2021 extended play by Ai

It's All Me, Vol. 2 is the second extended play by Japanese-American singer-songwriter Ai. It was released on February 24, 2021, through EMI Records, as a follow-up to It's All Me, Vol. 1 (2020). Ai primarily collaborated with western producers and longtime collaborator Julian Le.

The lead and only single "Not So Different" was released in November 2020 with a remix release featuring Awich in December 2020. "Hope" was released in January 2021 as a promotional single.

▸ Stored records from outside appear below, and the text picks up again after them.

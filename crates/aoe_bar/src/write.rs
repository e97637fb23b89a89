//! Types for writing BAR archives
//!

use binrw::BinWrite;
use bon::Builder;
use byteorder::{LittleEndian, WriteBytesExt};
use std::fs::{self, File};
use std::io::{self, BufWriter, Read, Seek, SeekFrom, Write};
use std::path::{Component, Path};
use tracing::{debug, info, instrument, warn};
use widestring::U16String;

use crate::error::{Error, Result};
use crate::hash::archive_name_hash;
use crate::types::{write_utf16, BarEntry, BarHeader};

/// Separator used for every path stored in an archive
pub const PATH_SEPARATOR: char = '\\';

/// Options for how the BAR file should be written
#[derive(Debug, Clone, Builder)]
pub struct BarWriterOptions {
    /// File name of the archive, for example `Data_generated.bar`, hashed into the header
    #[builder(into)]
    pub archive_name: String,

    /// Path written ahead of the entry table, for example `Data\`
    #[builder(into)]
    pub root_path: String,
}

/// BAR archive generator
///
/// Entry data is streamed straight into the inner writer. The header is reserved up front and
/// filled in by [`BarWriter::finish`], once the entry count and table position are known.
///
/// ```
/// # fn doit() -> aoe_bar::error::Result<()>
/// # {
/// use aoe_bar::{BarWriter, BarWriterOptions};
///
/// // We use a buffer here, though you'd normally use a `File`
/// let mut bar = BarWriter::new(
///     std::io::Cursor::new(Vec::new()),
///     BarWriterOptions::builder()
///         .archive_name("Data.bar")
///         .root_path("Data\\")
///         .build(),
/// )?;
///
/// bar.add_entry("hello_world.txt", b"Hello, World!")?;
///
/// // Write the entry table and the header.
/// bar.finish()?;
///
/// # Ok(())
/// # }
/// # doit().unwrap();
/// ```
pub struct BarWriter<W: Write + Seek> {
    inner: W,
    start: u64,
    options: BarWriterOptions,
    entries: Vec<BarEntry>,
    data_size: u64,
}

impl<W: Write + Seek> BarWriter<W> {
    /// Initializes the archive at the current position of `inner`, reserving room for the header.
    pub fn new(mut inner: W, options: BarWriterOptions) -> Result<BarWriter<W>> {
        let start = inner.stream_position()?;
        inner.write_all(&[0u8; BarHeader::SIZE])?;

        Ok(BarWriter {
            inner,
            start,
            options,
            entries: Vec::new(),
            data_size: 0,
        })
    }

    /// Number of entries added so far
    pub fn len(&self) -> usize {
        self.entries.len()
    }

    /// Whether no entry was added yet
    pub fn is_empty(&self) -> bool {
        self.entries.is_empty()
    }

    /// The entries added so far, in archive order
    pub fn entries(&self) -> &[BarEntry] {
        &self.entries
    }

    /// Add an entry from memory.
    ///
    /// ALZ4 data is detected from its magic and recorded as compressed.
    #[instrument(skip_all, fields(size = data.len()), err)]
    pub fn add_entry(&mut self, name: impl ToString, data: &[u8]) -> Result<&BarEntry> {
        let compressed_size = if aoe_alz4::is_alz4(data) {
            Some(aoe_alz4::peek_compressed_size(data)?)
        } else {
            None
        };

        let mut reader = data;
        // Move `self` into the body so the closure generated by `instrument` is `FnOnce`
        let this = self;
        this.push(name.to_string(), data.len() as u64, compressed_size, &mut reader)
    }

    /// Add an entry by copying the file at `path`.
    ///
    /// Only the first bytes of the file are inspected to size an ALZ4 entry, the payload is copied
    /// as is.
    #[instrument(skip_all, fields(path = %path.as_ref().display()), err)]
    pub fn add_file(&mut self, name: impl ToString, path: impl AsRef<Path>) -> Result<&BarEntry> {
        let path = path.as_ref();
        let length = fs::metadata(path)?.len();

        let compressed_size = if aoe_alz4::fs::is_alz4_file(path)? {
            Some(aoe_alz4::fs::compressed_size_of(path)?)
        } else {
            None
        };

        let mut file = File::open(path)?;
        // Move `self` into the body so the closure generated by `instrument` is `FnOnce`
        let this = self;
        this.push(name.to_string(), length, compressed_size, &mut file)
    }

    fn push<R: Read>(
        &mut self,
        path: String,
        length: u64,
        compressed_size: Option<u32>,
        reader: &mut R,
    ) -> Result<&BarEntry> {
        let stored_size = i32::try_from(length).map_err(|_| Error::TooLarge(length))?;
        let size = match compressed_size {
            Some(size) => i32::try_from(size).map_err(|_| Error::TooLarge(size as u64))?,
            None => stored_size,
        };

        let copied = io::copy(&mut reader.take(length), &mut self.inner)?;
        if copied != length {
            return Err(Error::SizeChanged {
                path,
                expected: length,
                actual: copied,
            });
        }

        debug!(path = %path, offset = self.data_size, size, "added entry");
        self.entries.push(BarEntry {
            path,
            offset: self.data_size as i64,
            size,
            size_dup1: stored_size,
            size_dup2: stored_size,
            compressed: compressed_size.is_some(),
        });
        self.data_size += length;

        Ok(&self.entries[self.entries.len() - 1])
    }

    /// Write the entry table and the header.
    ///
    /// This will return the writer positioned after the table.
    #[instrument(skip_all, fields(entries = self.entries.len()), err)]
    pub fn finish(mut self) -> Result<W> {
        write_utf16(
            &mut self.inner,
            U16String::from_str(&self.options.root_path).as_slice(),
        )?;
        self.inner
            .write_u32::<LittleEndian>(self.entries.len() as u32)?;
        for entry in &self.entries {
            entry.write(&mut self.inner)?;
        }
        let end = self.inner.stream_position()?;

        let header = BarHeader::new(
            self.entries.len() as u32,
            BarHeader::SIZE as i64 + self.data_size as i64,
            archive_name_hash(&self.options.archive_name),
        );

        self.inner.seek(SeekFrom::Start(self.start))?;
        header.write(&mut self.inner)?;
        self.inner.seek(SeekFrom::Start(end))?;
        self.inner.flush()?;

        Ok(self.inner)
    }
}

/// Convert a path relative to the archive root into its stored form.
///
/// Returns `None` for paths that are not valid UTF-8 or that leave the root.
pub fn entry_name(relative: impl AsRef<Path>) -> Option<String> {
    let mut parts = Vec::new();
    for component in relative.as_ref().components() {
        match component {
            Component::Normal(part) => parts.push(part.to_str()?),
            Component::CurDir => {}
            _ => return None,
        }
    }

    Some(parts.join(&PATH_SEPARATOR.to_string()))
}

/// The root path stored for an archive built from `directory`, e.g. `Data\`
pub fn root_path(directory: impl AsRef<Path>) -> String {
    let name = directory
        .as_ref()
        .file_name()
        .map(|n| n.to_string_lossy().into_owned())
        .unwrap_or_default();

    format!("{name}{PATH_SEPARATOR}")
}

/// Create the archive at `path` from already written files.
///
/// `files` yields the stored name of every entry with the file to copy, in archive order. If any
/// step fails the partially written archive is removed and the original error is returned.
#[instrument(skip_all, fields(archive = %path.as_ref().display()), err)]
pub fn create_archive<I, P>(
    path: impl AsRef<Path>,
    options: BarWriterOptions,
    files: I,
) -> Result<Vec<BarEntry>>
where
    I: IntoIterator<Item = (String, P)>,
    P: AsRef<Path>,
{
    let path = path.as_ref();

    let result = File::create(path).map_err(Error::from).and_then(|file| {
        let mut bar = BarWriter::new(BufWriter::new(file), options)?;
        for (name, source) in files {
            bar.add_file(name, source)?;
        }

        let entries = bar.entries().to_vec();
        bar.finish()?;
        Ok(entries)
    });

    match &result {
        Ok(entries) => info!("wrote {} entries to {}", entries.len(), path.display()),
        Err(_) if path.exists() => {
            if let Err(e) = fs::remove_file(path) {
                warn!("unable to remove partial archive {}: {}", path.display(), e);
            }
        }
        Err(_) => {}
    }

    result
}
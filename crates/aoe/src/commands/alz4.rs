use clap::{Args, Subcommand};
use miette::{miette, Context, IntoDiagnostic, Result};
use owo_colors::OwoColorize;
use std::fs::{self, File};
use std::io::{BufReader, Read};
use std::path::PathBuf;
use tracing::info;

#[derive(Subcommand)]
pub enum Alz4Commands {
    /// Compress a file into an ALZ4 frame
    Compress(TransformArgs),
    /// Decompress an ALZ4 frame
    Decompress(TransformArgs),
    /// Show the header of an ALZ4 file
    Info(InfoArgs),
}

impl Alz4Commands {
    pub fn handle(&self) -> Result<()> {
        match self {
            Alz4Commands::Compress(args) => args.compress(),
            Alz4Commands::Decompress(args) => args.decompress(),
            Alz4Commands::Info(args) => args.handle(),
        }
    }
}

#[derive(Args)]
pub struct TransformArgs {
    /// An input file
    #[arg(short, long, value_name = "FILE")]
    input: PathBuf,

    /// A target file
    #[arg(short, long, value_name = "FILE")]
    output: PathBuf,

    /// Allow overwriting the target
    #[arg(long, default_value_t = false)]
    overwrite: bool,
}

impl TransformArgs {
    fn check_target(&self) -> Result<()> {
        if self.output.exists() && !self.overwrite {
            return Err(miette!("{} already exists", self.output.display()));
        }
        Ok(())
    }

    fn read_input(&self) -> Result<Vec<u8>> {
        fs::read(&self.input)
            .into_diagnostic()
            .context(format!("reading {}", self.input.display()))
    }

    pub fn compress(&self) -> Result<()> {
        self.check_target()?;
        let data = self.read_input()?;

        info!("compressing {} bytes into {}", data.len(), self.output.display());
        aoe_alz4::fs::write_file(&self.output, &data)
            .context(format!("writing {}", self.output.display()))?;

        Ok(())
    }

    pub fn decompress(&self) -> Result<()> {
        self.check_target()?;
        let data = aoe_alz4::fs::read_file(&self.input)
            .context(format!("decoding {}", self.input.display()))?;
        info!("decompressed {} bytes into {}", data.len(), self.output.display());
        fs::write(&self.output, data)
            .into_diagnostic()
            .context(format!("writing {}", self.output.display()))?;

        Ok(())
    }
}

#[derive(Args)]
pub struct InfoArgs {
    /// An input ALZ4 file
    #[arg(short, long, value_name = "FILE")]
    file: PathBuf,
}

impl InfoArgs {
    pub fn handle(&self) -> Result<()> {
        let file = File::open(&self.file)
            .into_diagnostic()
            .context(format!("path: {}", &self.file.display()))?;

        let mut header = [0u8; aoe_alz4::Alz4Header::SIZE];
        BufReader::new(file)
            .read_exact(&mut header)
            .into_diagnostic()
            .context(format!("{} is too short for an alz4 header", self.file.display()))?;

        if !aoe_alz4::is_alz4(&header) {
            println!("{} {}", "❌".red(), "not an alz4 file".red());
            return Ok(());
        }

        let compressed = aoe_alz4::peek_compressed_size(&header[..])?;
        let uncompressed = u32::from_le_bytes([header[4], header[5], header[6], header[7]]);
        let version = u32::from_le_bytes([header[12], header[13], header[14], header[15]]);
        let ratio = if uncompressed == 0 {
            1.0
        } else {
            compressed as f64 / uncompressed as f64
        };

        println!("{}", self.file.display().blue());
        println!("  version:      {}", version);
        println!("  uncompressed: {} bytes", uncompressed);
        println!("  compressed:   {} bytes", compressed);
        println!("  ratio:        {}", format!("{:.1}%", ratio * 100.0).green());

        Ok(())
    }
}
pub mod collect;
pub mod commands;
pub mod pipeline;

== Background and release ==

When I [wrote Not So Different], I hadn't decided to put this song on "Volume two" [...] At that time, the Black Lives Matter movement expanded, and [I] decided to put [it] out now. I always want[ed] to send a message like this, but often I can't put out a song unless the timing is right.
— Ai reflecting on including "Not So Different" on It's All Me, Vol. 2
Celebrating her twenty-year anniversary in the music industry, Ai released a greatest hits album, Kansha!!!!! – Thank You for 20 Years New and Best in November 2019 and an extended play, It's All Me, Vol. 1 in July 2020.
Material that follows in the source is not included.